Означает ли объявленная Сбербанком сделка по покупке турецкого Denizbank начало масштабных инвестиций на европейском банковском рынке?
Активность российских банков на фронте М&А возросла, как по количеству, так и по размеру сделок. На прошлой неделе Сбербанк объявил о покупке турецкого Denizbank за $3,5 млрд. В феврале Сбербанк сообщал о покупке VBI, небольшого банка, оперирующего в ряде восточно-европейских стран. В случае с Denizbank, продавцом является франко-бельгийский банк Dexia, разорившийся в результате кризиса. VBI был выставлен на продажу aвстрийким VBAG. Цены на банковские активы может быть и находятся на низких уровнях по сравнению с докризисными уровнями но, так или иначе, это были крупные транзакции: $660 млн за VBI и $3,5 млрд за Denizbank.
Эти транзакции последовали за значительными приобретениями внутри страны: так Сберанк получил контроль над крупным брокерским бизнесом («Тройка Диалог») за $1 млрд, а ВТБ поглотил Банк Москвы (за $9,5 млрд). Эти сделки происходили на фоне затухающей транснациональной активности М&А в Европе и Восточно-Европейском регионе. Могучий поток, который ранее измерялся десятками миллиардов долларов суммарно, в после-кризисный период превратился в небольшой ручеек. Повторение транзакций, подобных приобрeтению Societe Generale Росбанка, где покупка контрольного пакета в $2,3 млрд при рекордно высоком мультипликаторе (5,9) акционерного капитала, сейчас представляется просто нереальным.
Оценка привлекательности входа на другие рынки в основном определяется перспективами их макроэкономического роста. Интересно, что последняя транзакция Сбербанка была сделана на восточной «переферии» еврозоны, а не в ее развитой части. Здесь рост должен быть сильнее, так как эти страны относятся к категории «развивающихся» и для них не так велико влияние возможного коллапса в еврозоне. По оценкам макроэкономистов J.P. Morgan, реальные темпы роста валового продукта в 4,5% для Турции и 3,0% для Польши в 2013 году показывают большой отрыв этих стран от «старой» Европы. Именно Турция и Польша фигурирют в стратегии экспансии Сбербанка как приоритетные рынки.
Перспективы роста в восточно-европейской зоне вполне сравнимы с российскими. Здесь стимулом может явится географическая диверсификация, которая должна снизить риски концентрации бизнесса на домашнем рынке. В случае обвала цен на нефть, Турция и Польша как потребители энергоносителей получат «укол адреналина», тогда как российская экономика пострадает. Интересно, что одним из факторов эффективности М&А традиционно является трансфер бренда, технологий, продуктовой линейки и практики управления от покупателя к объекту покупки. Однако, судя по уровню развития и проникновения банковских услуг, банки еврозоны могут скорее научить, нежели научится у российских коллег. Такой расклад, конечно, ограничивает потенциал синергии от преобретения.

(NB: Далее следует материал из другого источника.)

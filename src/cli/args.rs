//! Command-line argument parsing

use clap::Parser;

#[derive(Parser, Debug)]
#[command(name = "docker-tag-deleter")]
#[command(about = "A tool to delete tags from Docker/OCI registries")]
#[command(version, author)]
pub struct Args {
    /// Registry base URL
    #[arg(
        long = "registry",
        short = 'r',
        help = "Registry base URL; https:// is assumed when no scheme is given"
    )]
    pub registry: String,

    /// Repository path within the registry
    #[arg(
        long = "repository",
        short = 'R',
        help = "Slash-delimited repository path, e.g. myproject/app"
    )]
    pub repository: String,

    /// Tag to delete
    #[arg(long = "tag", short = 't', help = "Tag name to delete")]
    pub tag: String,

    /// Registry username
    #[arg(
        long = "username",
        short = 'u',
        help = "Username for registry authentication"
    )]
    pub username: Option<String>,

    /// Registry password
    #[arg(
        long = "password",
        short = 'p',
        help = "Password for registry authentication"
    )]
    pub password: Option<String>,

    /// Treat a missing tag as success
    #[arg(
        long = "ignore-not-found",
        help = "Exit successfully when the tag does not exist"
    )]
    pub ignore_not_found: bool,

    /// Skip TLS verification
    #[arg(
        long = "skip-tls",
        short = 'k',
        help = "Skip TLS certificate verification"
    )]
    pub skip_tls: bool,

    /// Timeout in seconds for network operations
    #[arg(
        long = "timeout",
        help = "Timeout for each network operation in seconds (transport default when unset)"
    )]
    pub timeout: Option<u64>,

    /// Verbose output
    #[arg(long = "verbose", short = 'v', help = "Enable verbose output")]
    pub verbose: bool,

    /// Quiet output
    #[arg(
        long = "quiet",
        short = 'q',
        conflicts_with = "verbose",
        help = "Suppress informational output"
    )]
    pub quiet: bool,
}

impl Args {
    pub fn parse_args() -> Self {
        Args::parse()
    }

    /// Load credentials from environment variables when not given on the
    /// command line, so secrets can stay out of shell history and CI logs.
    pub fn from_env(mut self) -> Self {
        if self.username.is_none() {
            self.username = std::env::var("TAG_DELETER_USERNAME").ok();
        }

        if self.password.is_none() {
            self.password = std::env::var("TAG_DELETER_PASSWORD").ok();
        }

        self
    }
}
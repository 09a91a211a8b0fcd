//! Tag deletion workflow: resolve the digest, then delete by digest

use crate::error::DeleterError;
use crate::registry::client::RegistryClient;

/// Outcome of one tag deletion attempt.
///
/// Callers pattern-match instead of catching a specific error type; the
/// not-found case is distinguished so it can be downgraded to a non-fatal
/// result by configuration.
#[derive(Debug)]
pub enum TagDeletionOutcome {
    /// The manifest behind the tag was deleted
    Deleted,
    /// The tag (or its digest) was absent from the registry
    NotFound(String),
    /// Any other failure along the way
    Failed(DeleterError),
}

/// Resolve the tag to its digest, then delete the manifest by that digest.
///
/// The digest is resolved once and passed verbatim into the deletion call.
/// A 404 from either step yields `NotFound`; everything else surfaces as
/// `Failed`. Both steps perform their own full auth handshake.
pub async fn delete_tag(
    client: &RegistryClient,
    repository: &str,
    tag: &str,
) -> TagDeletionOutcome {
    let digest = match client.resolve_digest(repository, tag).await {
        Ok(digest) => digest,
        Err(DeleterError::TagNotFound(message)) => return TagDeletionOutcome::NotFound(message),
        Err(err) => return TagDeletionOutcome::Failed(err),
    };

    match client.delete_by_digest(repository, &digest).await {
        Ok(()) => TagDeletionOutcome::Deleted,
        Err(DeleterError::TagNotFound(message)) => TagDeletionOutcome::NotFound(message),
        Err(err) => TagDeletionOutcome::Failed(err),
    }
}
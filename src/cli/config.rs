//! Configuration management module

use crate::cli::args::Args;
use crate::common::UrlUtils;
use crate::error::{DeleterError, Result};
use crate::registry::AuthConfig;

/// Normalized inputs for one tag deletion run.
///
/// Built from raw CLI arguments: the registry URL gets a scheme and loses its
/// trailing slash, the repository path and tag lose surrounding slashes.
/// Immutable once constructed.
#[derive(Debug, Clone)]
pub struct DeleteConfig {
    pub registry: String,
    pub repository: String,
    pub tag: String,
    pub credentials: AuthConfig,
    pub ignore_not_found: bool,
    pub skip_tls: bool,
    pub timeout: Option<u64>,
}

impl DeleteConfig {
    pub fn from_args(args: &Args) -> Result<Self> {
        let username = args.username.clone().ok_or_else(|| {
            DeleterError::Validation(
                "Registry username is required (--username or TAG_DELETER_USERNAME)".to_string(),
            )
        })?;
        let password = args.password.clone().ok_or_else(|| {
            DeleterError::Validation(
                "Registry password is required (--password or TAG_DELETER_PASSWORD)".to_string(),
            )
        })?;

        let config = Self {
            registry: UrlUtils::prepare_registry_url(&args.registry),
            repository: UrlUtils::trim_slashes(&args.repository),
            tag: UrlUtils::trim_slashes(&args.tag),
            credentials: AuthConfig::new(username, password),
            ignore_not_found: args.ignore_not_found,
            skip_tls: args.skip_tls,
            timeout: args.timeout,
        };

        config.validate()?;
        Ok(config)
    }

    pub fn validate(&self) -> Result<()> {
        if self.registry.is_empty() {
            return Err(DeleterError::Validation(
                "Registry address cannot be empty".to_string(),
            ));
        }

        url::Url::parse(&self.registry).map_err(|e| {
            DeleterError::Validation(format!("Invalid registry address {}: {}", self.registry, e))
        })?;

        if self.repository.is_empty() {
            return Err(DeleterError::Validation(
                "Repository path cannot be empty".to_string(),
            ));
        }

        if self.tag.is_empty() {
            return Err(DeleterError::Validation(
                "Tag name cannot be empty".to_string(),
            ));
        }

        if self.credentials.username.is_empty() {
            return Err(DeleterError::Validation(
                "Username cannot be empty".to_string(),
            ));
        }

        if self.credentials.password.is_empty() {
            return Err(DeleterError::Validation(
                "Password cannot be empty".to_string(),
            ));
        }

        if let Some(timeout) = self.timeout {
            if timeout == 0 {
                return Err(DeleterError::Validation(
                    "Timeout must be greater than 0".to_string(),
                ));
            }
        }

        Ok(())
    }
}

Но прибыльность операций должна сгладить и этот эффект. Прибыльность российских банков находится на высоких уровнях (как следует из динамики возврата на акционерный капитал ROE), которым в Европе могут только позавидовать. По всей видимости именно это и определяет изменение направления потоков инвестиций. Совершенно очевидно, что, в отличие от российских банков, европейские банки в наши дни явлаются потенциальными продавцами, а не покупателями. Зарубежная экспансия российских банков в Европе может продолжится, однако покупатели будут действовать осторожно, ограничиваясь небольшими приобритениями (скорее лицензий на развитие, нежели доли на рынке) в сравнительно благополучных развивающихся сегментах еврозоны.